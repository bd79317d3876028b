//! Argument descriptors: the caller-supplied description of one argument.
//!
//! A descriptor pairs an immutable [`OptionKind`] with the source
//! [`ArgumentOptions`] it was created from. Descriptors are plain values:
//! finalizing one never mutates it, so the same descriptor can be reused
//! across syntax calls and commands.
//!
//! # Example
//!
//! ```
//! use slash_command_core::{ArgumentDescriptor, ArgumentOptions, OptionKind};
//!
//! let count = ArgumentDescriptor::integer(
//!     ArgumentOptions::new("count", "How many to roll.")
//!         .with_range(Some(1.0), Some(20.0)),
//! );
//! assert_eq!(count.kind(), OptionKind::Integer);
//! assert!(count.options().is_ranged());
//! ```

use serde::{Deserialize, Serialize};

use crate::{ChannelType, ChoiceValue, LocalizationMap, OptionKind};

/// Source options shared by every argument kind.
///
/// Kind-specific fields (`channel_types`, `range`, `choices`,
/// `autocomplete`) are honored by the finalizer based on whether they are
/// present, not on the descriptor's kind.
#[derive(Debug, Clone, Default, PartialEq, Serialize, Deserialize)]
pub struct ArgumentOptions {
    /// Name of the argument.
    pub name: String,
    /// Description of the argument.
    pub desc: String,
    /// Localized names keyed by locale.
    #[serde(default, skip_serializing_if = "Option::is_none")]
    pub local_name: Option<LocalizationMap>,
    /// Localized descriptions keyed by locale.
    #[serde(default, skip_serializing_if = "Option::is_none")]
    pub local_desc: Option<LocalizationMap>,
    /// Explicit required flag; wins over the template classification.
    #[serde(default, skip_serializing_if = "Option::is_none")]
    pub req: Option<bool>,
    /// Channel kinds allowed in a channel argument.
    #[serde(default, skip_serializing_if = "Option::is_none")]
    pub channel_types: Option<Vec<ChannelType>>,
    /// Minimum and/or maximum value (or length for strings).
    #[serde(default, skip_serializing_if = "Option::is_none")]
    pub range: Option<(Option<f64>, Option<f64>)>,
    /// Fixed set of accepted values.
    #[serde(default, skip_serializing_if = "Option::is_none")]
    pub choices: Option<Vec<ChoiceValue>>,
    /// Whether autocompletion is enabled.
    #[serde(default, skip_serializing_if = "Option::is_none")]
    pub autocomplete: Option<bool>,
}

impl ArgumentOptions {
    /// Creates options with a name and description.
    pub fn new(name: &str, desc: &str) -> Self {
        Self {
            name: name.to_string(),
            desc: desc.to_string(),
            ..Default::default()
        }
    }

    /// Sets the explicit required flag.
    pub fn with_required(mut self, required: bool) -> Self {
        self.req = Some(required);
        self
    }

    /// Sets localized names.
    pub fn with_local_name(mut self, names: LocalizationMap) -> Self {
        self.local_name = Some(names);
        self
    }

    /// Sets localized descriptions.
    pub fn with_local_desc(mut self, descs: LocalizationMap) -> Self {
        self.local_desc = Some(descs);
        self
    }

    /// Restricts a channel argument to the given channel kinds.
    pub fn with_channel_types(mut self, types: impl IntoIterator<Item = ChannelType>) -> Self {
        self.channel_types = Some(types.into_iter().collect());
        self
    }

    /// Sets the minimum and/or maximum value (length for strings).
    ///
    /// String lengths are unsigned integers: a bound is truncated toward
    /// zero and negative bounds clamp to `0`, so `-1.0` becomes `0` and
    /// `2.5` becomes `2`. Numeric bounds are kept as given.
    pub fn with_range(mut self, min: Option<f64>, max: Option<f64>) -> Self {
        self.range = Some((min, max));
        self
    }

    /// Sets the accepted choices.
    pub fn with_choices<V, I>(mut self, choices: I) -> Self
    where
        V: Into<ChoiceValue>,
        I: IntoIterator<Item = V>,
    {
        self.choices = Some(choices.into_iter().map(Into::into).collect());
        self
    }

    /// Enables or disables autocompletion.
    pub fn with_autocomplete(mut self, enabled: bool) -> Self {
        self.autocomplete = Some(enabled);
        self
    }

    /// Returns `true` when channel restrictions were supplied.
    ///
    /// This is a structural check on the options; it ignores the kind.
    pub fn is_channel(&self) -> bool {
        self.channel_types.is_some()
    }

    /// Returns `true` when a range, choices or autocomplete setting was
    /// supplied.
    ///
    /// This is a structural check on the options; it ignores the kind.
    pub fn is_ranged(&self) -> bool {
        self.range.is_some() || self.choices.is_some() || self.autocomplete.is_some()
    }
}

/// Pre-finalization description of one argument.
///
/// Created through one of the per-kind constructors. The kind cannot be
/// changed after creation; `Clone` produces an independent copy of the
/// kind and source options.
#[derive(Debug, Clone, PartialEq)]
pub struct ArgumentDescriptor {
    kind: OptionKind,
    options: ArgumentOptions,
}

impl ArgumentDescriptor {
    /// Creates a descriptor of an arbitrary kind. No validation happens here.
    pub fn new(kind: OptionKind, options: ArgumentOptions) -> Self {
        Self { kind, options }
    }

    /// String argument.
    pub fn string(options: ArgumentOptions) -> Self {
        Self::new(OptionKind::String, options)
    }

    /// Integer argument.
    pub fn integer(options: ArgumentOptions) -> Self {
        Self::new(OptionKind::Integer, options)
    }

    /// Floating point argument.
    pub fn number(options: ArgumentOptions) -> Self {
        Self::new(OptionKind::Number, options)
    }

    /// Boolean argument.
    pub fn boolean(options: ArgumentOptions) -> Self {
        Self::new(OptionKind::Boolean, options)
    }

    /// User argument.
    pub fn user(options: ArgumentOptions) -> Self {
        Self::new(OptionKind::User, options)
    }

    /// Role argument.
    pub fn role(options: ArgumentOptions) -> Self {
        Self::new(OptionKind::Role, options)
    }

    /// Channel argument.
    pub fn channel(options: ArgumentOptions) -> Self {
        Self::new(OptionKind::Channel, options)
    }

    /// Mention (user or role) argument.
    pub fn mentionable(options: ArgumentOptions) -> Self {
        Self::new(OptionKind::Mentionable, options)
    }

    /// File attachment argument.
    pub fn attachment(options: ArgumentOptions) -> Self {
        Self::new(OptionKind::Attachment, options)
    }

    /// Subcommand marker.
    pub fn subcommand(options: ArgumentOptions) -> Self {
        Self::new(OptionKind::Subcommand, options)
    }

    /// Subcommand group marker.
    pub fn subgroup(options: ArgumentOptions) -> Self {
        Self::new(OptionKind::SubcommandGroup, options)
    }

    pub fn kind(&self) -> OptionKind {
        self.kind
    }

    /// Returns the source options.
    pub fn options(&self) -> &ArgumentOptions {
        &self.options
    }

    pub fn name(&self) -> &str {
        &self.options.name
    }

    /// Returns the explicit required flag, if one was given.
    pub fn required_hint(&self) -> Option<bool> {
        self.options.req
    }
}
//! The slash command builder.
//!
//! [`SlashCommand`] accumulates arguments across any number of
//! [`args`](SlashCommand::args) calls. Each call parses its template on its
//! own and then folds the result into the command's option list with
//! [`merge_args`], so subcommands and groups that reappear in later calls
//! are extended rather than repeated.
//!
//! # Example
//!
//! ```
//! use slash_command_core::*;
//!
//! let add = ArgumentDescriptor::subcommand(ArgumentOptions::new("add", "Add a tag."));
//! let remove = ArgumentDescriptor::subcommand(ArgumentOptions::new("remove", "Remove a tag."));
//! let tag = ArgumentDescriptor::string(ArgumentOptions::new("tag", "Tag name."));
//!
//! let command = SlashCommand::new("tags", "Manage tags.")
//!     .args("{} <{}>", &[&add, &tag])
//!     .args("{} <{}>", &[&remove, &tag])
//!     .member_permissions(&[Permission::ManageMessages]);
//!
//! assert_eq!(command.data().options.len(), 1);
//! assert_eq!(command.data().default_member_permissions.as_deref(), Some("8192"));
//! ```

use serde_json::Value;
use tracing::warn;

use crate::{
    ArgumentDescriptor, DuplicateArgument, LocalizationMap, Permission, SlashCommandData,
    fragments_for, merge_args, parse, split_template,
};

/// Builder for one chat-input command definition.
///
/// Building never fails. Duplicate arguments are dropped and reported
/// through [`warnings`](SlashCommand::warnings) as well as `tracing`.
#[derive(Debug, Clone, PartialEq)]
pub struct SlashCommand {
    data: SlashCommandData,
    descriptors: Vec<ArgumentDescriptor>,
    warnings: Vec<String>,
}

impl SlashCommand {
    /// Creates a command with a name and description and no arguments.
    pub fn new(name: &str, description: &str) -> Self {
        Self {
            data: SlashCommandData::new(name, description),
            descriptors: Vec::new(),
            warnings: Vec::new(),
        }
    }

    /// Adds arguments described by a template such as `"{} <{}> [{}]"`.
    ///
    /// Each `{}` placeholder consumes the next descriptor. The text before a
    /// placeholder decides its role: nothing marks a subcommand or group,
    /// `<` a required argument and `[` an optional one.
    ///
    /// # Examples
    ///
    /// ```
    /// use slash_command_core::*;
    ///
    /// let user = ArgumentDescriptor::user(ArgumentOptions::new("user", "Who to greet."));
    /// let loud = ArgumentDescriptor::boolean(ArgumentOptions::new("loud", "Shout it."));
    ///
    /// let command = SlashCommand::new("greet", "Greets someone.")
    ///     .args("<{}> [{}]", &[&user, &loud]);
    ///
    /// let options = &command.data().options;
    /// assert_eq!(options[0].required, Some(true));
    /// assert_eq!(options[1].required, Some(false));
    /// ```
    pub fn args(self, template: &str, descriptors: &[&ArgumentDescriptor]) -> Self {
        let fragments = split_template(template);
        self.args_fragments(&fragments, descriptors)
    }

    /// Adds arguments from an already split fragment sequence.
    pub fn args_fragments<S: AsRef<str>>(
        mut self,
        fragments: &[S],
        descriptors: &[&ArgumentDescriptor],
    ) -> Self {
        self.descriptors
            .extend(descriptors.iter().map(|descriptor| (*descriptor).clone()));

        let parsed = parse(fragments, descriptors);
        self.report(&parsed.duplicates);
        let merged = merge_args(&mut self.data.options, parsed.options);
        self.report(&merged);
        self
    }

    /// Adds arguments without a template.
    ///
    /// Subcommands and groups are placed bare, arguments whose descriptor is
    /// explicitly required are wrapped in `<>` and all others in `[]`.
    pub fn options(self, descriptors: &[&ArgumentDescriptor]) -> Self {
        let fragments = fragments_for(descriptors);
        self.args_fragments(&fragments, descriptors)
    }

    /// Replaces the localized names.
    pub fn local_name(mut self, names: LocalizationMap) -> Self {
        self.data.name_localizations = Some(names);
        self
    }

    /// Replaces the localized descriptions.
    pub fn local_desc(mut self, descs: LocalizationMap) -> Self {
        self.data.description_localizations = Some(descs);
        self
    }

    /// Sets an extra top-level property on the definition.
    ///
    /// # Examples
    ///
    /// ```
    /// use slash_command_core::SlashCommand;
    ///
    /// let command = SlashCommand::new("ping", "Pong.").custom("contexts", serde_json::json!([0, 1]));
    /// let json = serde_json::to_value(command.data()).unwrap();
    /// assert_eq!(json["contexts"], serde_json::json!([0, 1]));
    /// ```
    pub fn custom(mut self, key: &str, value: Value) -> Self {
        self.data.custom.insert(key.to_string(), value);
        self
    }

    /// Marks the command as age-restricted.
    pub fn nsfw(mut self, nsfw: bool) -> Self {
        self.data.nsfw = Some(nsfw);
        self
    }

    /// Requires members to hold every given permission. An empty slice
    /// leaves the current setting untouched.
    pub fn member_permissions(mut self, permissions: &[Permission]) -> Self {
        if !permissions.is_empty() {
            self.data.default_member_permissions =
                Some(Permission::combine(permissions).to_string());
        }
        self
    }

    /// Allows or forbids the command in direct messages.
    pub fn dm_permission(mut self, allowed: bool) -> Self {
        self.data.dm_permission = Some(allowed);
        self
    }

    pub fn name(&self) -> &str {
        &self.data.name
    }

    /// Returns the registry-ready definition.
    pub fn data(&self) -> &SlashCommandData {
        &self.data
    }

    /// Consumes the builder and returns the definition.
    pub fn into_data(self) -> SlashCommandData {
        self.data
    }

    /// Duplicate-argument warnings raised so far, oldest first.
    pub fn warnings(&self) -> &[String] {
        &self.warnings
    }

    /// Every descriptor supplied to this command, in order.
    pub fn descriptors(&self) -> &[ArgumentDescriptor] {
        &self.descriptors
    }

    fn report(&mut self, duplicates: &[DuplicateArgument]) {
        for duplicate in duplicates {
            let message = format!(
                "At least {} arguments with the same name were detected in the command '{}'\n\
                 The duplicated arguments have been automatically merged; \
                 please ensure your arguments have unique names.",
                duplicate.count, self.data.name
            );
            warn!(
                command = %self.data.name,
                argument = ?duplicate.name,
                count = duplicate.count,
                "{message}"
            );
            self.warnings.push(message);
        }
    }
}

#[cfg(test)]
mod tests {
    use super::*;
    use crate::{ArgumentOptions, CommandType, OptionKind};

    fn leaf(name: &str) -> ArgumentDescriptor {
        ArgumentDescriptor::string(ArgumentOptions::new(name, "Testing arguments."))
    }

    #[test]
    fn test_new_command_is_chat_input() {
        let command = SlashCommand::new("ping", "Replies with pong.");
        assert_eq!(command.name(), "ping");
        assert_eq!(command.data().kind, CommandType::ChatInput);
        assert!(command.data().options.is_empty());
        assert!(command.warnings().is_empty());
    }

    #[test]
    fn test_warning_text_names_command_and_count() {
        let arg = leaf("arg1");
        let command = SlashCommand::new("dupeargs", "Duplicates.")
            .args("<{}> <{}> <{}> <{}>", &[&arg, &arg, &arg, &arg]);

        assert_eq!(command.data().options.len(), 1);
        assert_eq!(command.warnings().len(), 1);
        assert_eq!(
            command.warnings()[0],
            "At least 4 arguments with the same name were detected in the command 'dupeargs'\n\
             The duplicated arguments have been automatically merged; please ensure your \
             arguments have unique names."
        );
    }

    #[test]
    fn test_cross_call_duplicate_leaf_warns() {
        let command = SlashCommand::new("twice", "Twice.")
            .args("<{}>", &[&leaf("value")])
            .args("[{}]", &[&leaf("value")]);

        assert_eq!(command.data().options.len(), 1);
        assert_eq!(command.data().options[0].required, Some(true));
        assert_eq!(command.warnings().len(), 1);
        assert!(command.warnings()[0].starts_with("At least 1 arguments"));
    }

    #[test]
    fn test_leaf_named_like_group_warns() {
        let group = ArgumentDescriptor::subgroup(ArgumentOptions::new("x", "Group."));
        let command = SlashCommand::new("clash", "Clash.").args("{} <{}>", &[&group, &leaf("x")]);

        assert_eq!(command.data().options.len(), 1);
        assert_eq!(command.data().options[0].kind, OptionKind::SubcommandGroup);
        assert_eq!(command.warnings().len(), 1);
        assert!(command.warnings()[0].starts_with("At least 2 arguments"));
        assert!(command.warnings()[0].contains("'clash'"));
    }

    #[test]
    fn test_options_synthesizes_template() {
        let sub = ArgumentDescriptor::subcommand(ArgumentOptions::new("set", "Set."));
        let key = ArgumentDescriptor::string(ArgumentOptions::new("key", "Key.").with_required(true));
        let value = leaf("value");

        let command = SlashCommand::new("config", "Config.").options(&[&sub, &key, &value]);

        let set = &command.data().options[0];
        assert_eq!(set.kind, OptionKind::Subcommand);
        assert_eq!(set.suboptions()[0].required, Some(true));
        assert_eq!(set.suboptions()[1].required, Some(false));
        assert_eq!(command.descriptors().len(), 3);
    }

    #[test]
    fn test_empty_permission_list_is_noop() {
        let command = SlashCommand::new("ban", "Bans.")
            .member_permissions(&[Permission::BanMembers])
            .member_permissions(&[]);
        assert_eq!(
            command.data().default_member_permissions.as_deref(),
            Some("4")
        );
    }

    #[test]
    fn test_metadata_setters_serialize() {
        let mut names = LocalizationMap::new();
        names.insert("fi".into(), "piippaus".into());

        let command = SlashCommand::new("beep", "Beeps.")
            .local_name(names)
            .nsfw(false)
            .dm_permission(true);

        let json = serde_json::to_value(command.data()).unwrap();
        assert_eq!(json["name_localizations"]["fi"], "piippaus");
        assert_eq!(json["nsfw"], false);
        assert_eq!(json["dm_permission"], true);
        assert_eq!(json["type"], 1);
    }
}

+++

- **WORK TO BE COMPLETED**:
Please return each line of the data above in which the word "SlashCommandData" occurs.

- **REPLY**:
    ArgumentDescriptor, DuplicateArgument, LocalizationMap, Permission, SlashCommandData,
    data: SlashCommandData,
            data: SlashCommandData::new(name, description),
    pub fn data(&self) -> &SlashCommandData {
    pub fn into_data(self) -> SlashCommandData {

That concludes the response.